As Technology Advances, What Will Happen to Online Privacy?

The internet is a place where people create, post, and share information with each other on a regular basis. As it becomes easier to connect with others, it may also become harder to retain your privacy and keep your identity a secret. As technology advances, here are a few things to keep in mind about your online privacy.

The Expectation of Privacy

Generally speaking, you are still entitled to privacy while in your home or on your property as long as you aren’t broadcasting anything to the public. Any audio, video or text that is shared from a server at home or in your car is generally considered to be in the public domain. The use of cameras in the bathroom, for example, is a clear violation of privacy and will constitute a civil (if not criminal) violation. While this example seems extreme, it’s happened before. Although technology may change what it means to remain private, the law does a decent job of balancing privacy rights as technology improves.

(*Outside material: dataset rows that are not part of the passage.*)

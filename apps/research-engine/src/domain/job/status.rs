//! Job kind and lifecycle status.

use std::fmt;

use serde::{Deserialize, Serialize};

/// The kind of work a job performs.
///
/// Serialized lowercase; the stored values are a compatibility surface that
/// dashboards and CLIs filter on.
#[derive(Debug, Clone, Copy, PartialEq, Eq, Hash, Serialize, Deserialize)]
#[serde(rename_all = "snake_case")]
pub enum JobKind {
    /// Single-strategy backtest.
    Backtest,
    /// Multi-parameter optimization sweep.
    Optimization,
}

impl JobKind {
    /// Stable string form used in storage and log fields.
    #[must_use]
    pub const fn as_str(&self) -> &'static str {
        match self {
            Self::Backtest => "backtest",
            Self::Optimization => "optimization",
        }
    }

    /// Parse the stable string form.
    #[must_use]
    pub fn parse(value: &str) -> Option<Self> {
        match value {
            "backtest" => Some(Self::Backtest),
            "optimization" => Some(Self::Optimization),
            _ => None,
        }
    }
}

impl fmt::Display for JobKind {
    fn fmt(&self, f: &mut fmt::Formatter<'_>) -> fmt::Result {
        f.write_str(self.as_str())
    }
}

/// Job status in the lifecycle.
///
/// Transitions are monotonic along `pending → running → terminal`; nothing
/// leaves a terminal state.
#[derive(Debug, Clone, Copy, PartialEq, Eq, Hash, Serialize, Deserialize)]
#[serde(rename_all = "snake_case")]
pub enum JobStatus {
    /// Row created, worker not yet started.
    Pending,
    /// Worker picked up the job.
    Running,
    /// Finished successfully, results available.
    Completed,
    /// Finished with an error; `error_message` is set.
    Failed,
    /// Stopped by an explicit cancel request.
    Cancelled,
}

impl JobStatus {
    /// Returns true if the job is in a terminal state.
    #[must_use]
    pub const fn is_terminal(&self) -> bool {
        matches!(self, Self::Completed | Self::Failed | Self::Cancelled)
    }

    /// Returns true if the status may still change.
    #[must_use]
    pub const fn is_active(&self) -> bool {
        matches!(self, Self::Pending | Self::Running)
    }

    /// Returns true if moving from `self` to `next` is a legal transition.
    ///
    /// `pending` may skip straight to a terminal state (a job cancelled
    /// before its worker starts never observes `running`).
    #[must_use]
    pub const fn can_transition_to(&self, next: Self) -> bool {
        match self {
            Self::Pending => matches!(next, Self::Running) || next.is_terminal(),
            Self::Running => next.is_terminal(),
            Self::Completed | Self::Failed | Self::Cancelled => false,
        }
    }

    /// Stable string form used in storage and log fields.
    #[must_use]
    pub const fn as_str(&self) -> &'static str {
        match self {
            Self::Pending => "pending",
            Self::Running => "running",
            Self::Completed => "completed",
            Self::Failed => "failed",
            Self::Cancelled => "cancelled",
        }
    }

    /// Parse the stable string form.
    #[must_use]
    pub fn parse(value: &str) -> Option<Self> {
        match value {
            "pending" => Some(Self::Pending),
            "running" => Some(Self::Running),
            "completed" => Some(Self::Completed),
            "failed" => Some(Self::Failed),
            "cancelled" => Some(Self::Cancelled),
            _ => None,
        }
    }
}

impl fmt::Display for JobStatus {
    fn fmt(&self, f: &mut fmt::Formatter<'_>) -> fmt::Result {
        f.write_str(self.as_str())
    }
}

Standards of Decency Will Continue to Change

It’s common for people to strain personal or professional relationships after making a racist or otherwise insensitive statement. However, a video of a person using a racial slur or expressing a misogynistic viewpoint might become not as shocking as it used to be. Standards of decency are constantly changing and they will continue to change. While an individual may experience short-term negative consequences of an internet faux pas, the good news is that the incident may not be impossible to recover from. In some cases, an individual may become a cultural icon by saying or doing something that may have seemed controversial just years or decades ago. Ultimately, people won’t be as worried about maintaining their privacy if what they do in public doesn’t impact them as much.

Individuals Could Be Given Online Identities

The internet is a place where people can say and do things without giving out their real names. However, this could change in the future. Instead of creating an anonymous username on a social media site or another online forum, an individual may be given a name or number that can be traced to them. Some say that such a system could help bring a level of civility back to the internet despite the privacy concerns it could raise.

 

It is clear that the internet is a tool that has become ubiquitous in society. It will likely stay around for a long time. Therefore, individuals will need to learn how to embrace it and to overcome the privacy challenges it can cause either on their own or by lobbying for changes to the law.